第123話 ノノルの森再び

 ノノルの森はひどい状況だった。

 結局、あれ以降アラクネの襲撃もなく、巡回しているエルフ達に会ってからは緊張をほぐして森まで急いだ。

 そしてノノルの森につくと、そこには地面に布をひき、その上に寝ているけが人や、死体が広場を覆いつくしていた。

 手当てをしているエルフや追いすがって泣いているエルフ達がたくさんいる。


 悲惨な光景だ。


 そんな中、俺達の姿を見てぎょっとするものや身構えるものが多かったが、あらかじめ話が通っていたのか、特に表立ってもめることはなかった。

 後になって知った話だが、驚いていたのは狼人族がいたことだったらしい。

 俺やララは顔を覚えている人がいたため、そうでもなかったが、このタイミングで狼人族に驚くのも無理はなかった。


 そのまま案内され、前回もはいった長の屋敷に通される。

 先ぶれがきていたのか、中にはすでに何人かのエルフ族が待ち構えていた。

 見知った顔でいうと長のラムルさんに、その息子のルルガさんぐらいだろうか。

 他にも数人いたが、いぶかし気にこちらを見る者や、明らかに俺をみて驚きを覚えているものまでいる。

 主だった長とその従者といった感じだろうか?

 5人のエルフが輪になっていて、その更に外側に5人という形だ。


「シュイン帝国の助力に感謝する。
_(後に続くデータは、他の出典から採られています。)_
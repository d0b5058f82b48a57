//! Tracing subscriber setup.

use tracing_subscriber::{EnvFilter, layer::SubscriberExt, util::SubscriberInitExt};

use crate::{AppError, AppResult};

/// Install the global `tracing` subscriber.
///
/// The filter comes from `RUST_LOG` when set, otherwise `default_filter`
/// (e.g. `"support=debug,sea_orm=info"`). With `json` set, events are
/// written as one JSON object per line.
pub fn init_tracing(default_filter: &str, json: bool) -> AppResult<()> {
    let filter =
        EnvFilter::try_from_default_env().unwrap_or_else(|_| EnvFilter::new(default_filter));
    let registry = tracing_subscriber::registry().with(filter);

    let result = if json {
        registry.with(tracing_subscriber::fmt::layer().json()).try_init()
    } else {
        registry.with(tracing_subscriber::fmt::layer()).try_init()
    };

    result.map_err(|e| AppError::Internal(format!("Failed to install tracing subscriber: {e}")))
}
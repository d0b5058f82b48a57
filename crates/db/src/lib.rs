//! Database layer for the support desk.

pub mod entities;
pub mod repositories;
pub mod test_utils;

use sea_orm::{ConnectOptions, Database, DatabaseConnection};
use std::time::Duration;
use support_common::{AppError, Config};
use tracing::log::LevelFilter;

/// Initialize database connection.
pub async fn init(config: &Config) -> Result<DatabaseConnection, AppError> {
    let mut opt = ConnectOptions::new(&config.database.url);

    opt.max_connections(config.database.max_connections)
        .min_connections(config.database.min_connections)
        .connect_timeout(Duration::from_secs(10))
        .acquire_timeout(Duration::from_secs(10))
        .idle_timeout(Duration::from_secs(600))
        .max_lifetime(Duration::from_secs(1800))
        .sqlx_logging(true)
        .sqlx_logging_level(LevelFilter::Debug);

    Database::connect(opt)
        .await
        .map_err(|e| AppError::Database(e.to_string()))
}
どうぞお座りください。申し訳ありませんが、他の方々はそのあたりにお座り頂けると。」


 そういったのはラムルさんだ。

 俺はクイン達に言われた通り、座るよう指示し、俺自身はラムルさん達の輪に加わった。


「今現在、我らはダークエルフにより追い詰められています。ここにはいない戦える長や巫女達がハシマの森にて戦闘を行っていますが、それももう撤退戦になりつつあります。最後の戦いはこのノノルの森とハシマの中間点にある砦跡となるでしょう。我々にとっては最後の主戦場です。そこを抜けられればもはや守りのない生産をつかさどる森ばかり…一瞬で蹂躙されましょう。」


 ラムルさんが現状を教えてくれた。

 かなり厳しい状況らしい。


「ラムル殿、正気ですか?人族の手を借りるのもそうですが、獣人の手まで借りようというのは…そもそもたったこれだけの人数で何ができるというのですか!」


「そうです、あちらは質だけでなく物量でもこちらを上回っているのですよ!」


「…質では勝った。」


「………。」


 否定的で、ラムルさんつっかかる2人の長と、何かを確信したように拳を握る1人の長、そしてもう一人は俺の方をジッと見つめたままだった。どこか、その表情には驚き以外の感情も張り付いているように見える。


「お前、何を言っている?人間程度が助力したぐらいで…。」


「精霊眼をつかえ。」


 ラムルさんに突っかかっていた長の一人が、矛先を変えた矢先に注意を受け、俺を見直した。

 その目は最初と違い、銀色の輝いている。

 そして、その長の顔が段々と驚きに変わっていく。


「ば…馬鹿なっ!せ、精霊様がっ!」


 その言葉に、もう一人の長も瞳を銀色に変えて俺を見る。そして同じようなリアクションをとった。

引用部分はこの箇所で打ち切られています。